SDN Pekayon Jaya III Kini Miliki Meubelair Baru

BEKASI TIMUR – Kepala Bidang (Kabid) Bina Program Disdik Kota Bekasi, Krisman Irwandi mengatakan, SDN Pekayon Jaya III, Bekasi Selatan, kini telah mendapat meubelair yang baru. Sebelumnya sempat menggunakan meubelair bekas pinjam pakai dari beberapa sekolah yang di-marger di Kota Bekasi.

Menurutnya, saat ini penggadaan meubelair untuk 75 SD dan 46 SMP di Kota Bekasi telah turun dan sedang dalam proses pengiriman.

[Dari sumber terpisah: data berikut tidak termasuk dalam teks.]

//! ql_relay — the trust boundary around the Quietline session ledger.
//!
//! The relay is untrusted for confidentiality (it only ever holds
//! ciphertext and handshake metadata) but it IS the arbiter of ledger
//! transitions: signatures, freshness, authorization, status gates, and
//! monotonic sequence numbers are all enforced here.
//!
//! # Modules
//! - `audit`     — audit sink trait + tracing/in-memory implementations
//! - `directory` — long-term verification-key lookup (collaborator trait)
//! - `error`     — storage error type shared by the collaborator traits
//! - `ledger`    — durable handshake/message store with CAS serialisation
//! - `validator` — the relay-side validator itself
//!
//! Persistence is a collaborator: `MemoryLedger` and `MemoryDirectory`
//! implement the traits for tests and single-process deployments; a
//! database-backed implementation plugs in behind the same traits.

pub mod audit;
pub mod directory;
pub mod error;
pub mod ledger;
pub mod validator;

pub use audit::{AuditEvent, AuditSink, MemoryAudit, TracingAudit};
pub use directory::{DirectoryLookup, MemoryDirectory};
pub use error::StoreError;
pub use ledger::{LedgerStore, MemoryLedger};
pub use validator::RelayValidator;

Pengiriman diutamakan terlebih dahulu untuk SDN Pekayon Jaya III.

“Untuk pengadaan meubelair itu sekarang sudah, saat ini lagi SPK (surat perintah kerja), SPK dimulai dari kemaren tanggal (07/10/2019) selama 75 hari, ( 2 bulan 15 hari itu masa kerja), kalau melewati.Masa kerja akan terkena pinalti, yang di Pekayon Jaya III sudah dikirim meubelair dari anggaran APBD 2019,”terangnya.

Dikatakanya, total anggaran APBD untuk pengadaan meubelair SD dan SMP di Kota Bekasi sebesar 11 miliar dengan perincian, untuk SD sebesar 6 miliar sedangkan untuk SMP 5 miliar rupiah.

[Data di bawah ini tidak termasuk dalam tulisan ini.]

//! Session ledger collaborator — durable handshake records and messages.
//!
//! Updates are serialised per record by optimistic concurrency: every
//! `HandshakeRecord` carries the `version` it was read at, and writes are
//! refused with `StoreError::Conflict` when the stored version moved.
//! Sequence-counter updates persist atomically with message storage, so a
//! crash can never accept a message without advancing the counter.

use std::collections::HashMap;

use async_trait::async_trait;
use parking_lot::Mutex;

use ql_proto::{HandshakeRecord, MessageRecord, SessionStatus};

use crate::error::StoreError;

#[async_trait]
pub trait LedgerStore: Send + Sync {
    /// Create a record. Fails with `Duplicate` if the session id is taken.
    async fn insert_record(&self, record: HandshakeRecord) -> Result<(), StoreError>;

    async fn get_record(&self, session_id: &str) -> Result<Option<HandshakeRecord>, StoreError>;

    /// Compare-and-set update: `record.version` must equal the stored
    /// version; the stored copy is bumped on success.
    async fn update_record(&self, record: HandshakeRecord) -> Result<(), StoreError>;

    /// `Initiated` records addressed to `responder_id`.
    async fn pending_for(&self, responder_id: &str) -> Result<Vec<HandshakeRecord>, StoreError>;

    /// Records below `Completed` whose deadline has passed (TTL scan).
    async fn stale_records(&self, now_ms: i64) -> Result<Vec<HandshakeRecord>, StoreError>;

    /// Atomically CAS-update the handshake record (sequence counter) and
    /// append the message.
    async fn append_message(
        &self,
        record: HandshakeRecord,
        message: MessageRecord,
    ) -> Result<(), StoreError>;

    /// Chronological ciphertext history between two users.
    async fn conversation(&self, a: &str, b: &str) -> Result<Vec<MessageRecord>, StoreError>;
}

// ── In-memory implementation ──────────────────────────────────────────────────

#[derive(Default)]
struct LedgerInner {
    records: HashMap<String, HandshakeRecord>,
    messages: Vec<MessageRecord>,
}

/// In-memory ledger. One mutex linearises all writes; the CAS contract is
/// still honoured so the validator behaves identically against a
/// database-backed implementation.
#[derive(Default)]
pub struct MemoryLedger {
    inner: Mutex<LedgerInner>,
}

impl MemoryLedger {
    pub fn new() -> Self {
        Self::default()
    }

    fn cas_store(
        inner: &mut LedgerInner,
        mut record: HandshakeRecord,
    ) -> Result<(), StoreError> {
        let stored = inner
            .records
            .get(&record.session_id)
            .ok_or(StoreError::NotFound)?;
        if stored.version != record.version {
            return Err(StoreError::Conflict);
        }
        record.version += 1;
        inner.records.insert(record.session_id.clone(), record);
        Ok(())
    }
}

#[async_trait]
impl LedgerStore for MemoryLedger {
    async fn insert_record(&self, record: HandshakeRecord) -> Result<(), StoreError> {
        let mut inner = self.inner.lock();
        if inner.records.contains_key(&record.session_id) {
            return Err(StoreError::Duplicate);
        }
        inner.records.insert(record.session_id.clone(), record);
        Ok(())
    }

    async fn get_record(&self, session_id: &str) -> Result<Option<HandshakeRecord>, StoreError> {
        Ok(self.inner.lock().records.get(session_id).cloned())
    }

    async fn update_record(&self, record: HandshakeRecord) -> Result<(), StoreError> {
        Self::cas_store(&mut self.inner.lock(), record)
    }

    async fn pending_for(&self, responder_id: &str) -> Result<Vec<HandshakeRecord>, StoreError> {
        let inner = self.inner.lock();
        let mut pending: Vec<_> = inner
            .records
            .values()
            .filter(|r| r.status == SessionStatus::Initiated && r.responder_id == responder_id)
            .cloned()
            .collect();
        pending.sort_by(|a, b| a.created_at.cmp(&b.created_at));
        Ok(pending)
    }

    async fn stale_records(&self, now_ms: i64) -> Result<Vec<HandshakeRecord>, StoreError> {
        let inner = self.inner.lock();
        Ok(inner
            .records
            .values()
            .filter(|r| r.is_expired(now_ms))
            .cloned()
            .collect())
    }

    async fn append_message(
        &self,
        record: HandshakeRecord,
        message: MessageRecord,
    ) -> Result<(), StoreError> {
        let mut inner = self.inner.lock();
        Self::cas_store(&mut inner, record)?;
        inner.messages.push(message);
        Ok(())
    }

    async fn conversation(&self, a: &str, b: &str) -> Result<Vec<MessageRecord>, StoreError> {
        let inner = self.inner.lock();
        let mut history: Vec<_> = inner
            .messages
            .iter()
            .filter(|m| (m.from == a && m.to == b) || (m.from == b && m.to == a))
            .cloned()
            .collect();
        history.sort_by(|x, y| x.server_timestamp.cmp(&y.server_timestamp));
        Ok(history)
    }
}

“Tetapi ketika kontrak 3-6 miliar jadi 5,8 miliar, kan kita nawar juga. Terus kita minta tambahan tiangnya ada dua. Untuk yang dikirim ke SDN Pekayon Jaya III sebanyak 4 rombel atau 160 set meja dan kursi,”tukasnya.

Sebelumnya, Walikota Rahmat Effendi melakukan sidak ke SDN Pekayon III, pada Senin (16/9/2019).

Sidak tersebut lantaran adanya informasi yang mengatakan bahwa SDN Pekayon III tidak memiliki bangku dan meja selama 2 tahun, sehingga proses belajar mengajar dilakukan dengan duduk dilantai.

Setelah meninjau langsung ke lokasi, Rahmat mengatakan keberadaan sarana belajar disekolah SDN Pekayon III lantaran sedang menunggu hasil merger dari beberapa sekolah.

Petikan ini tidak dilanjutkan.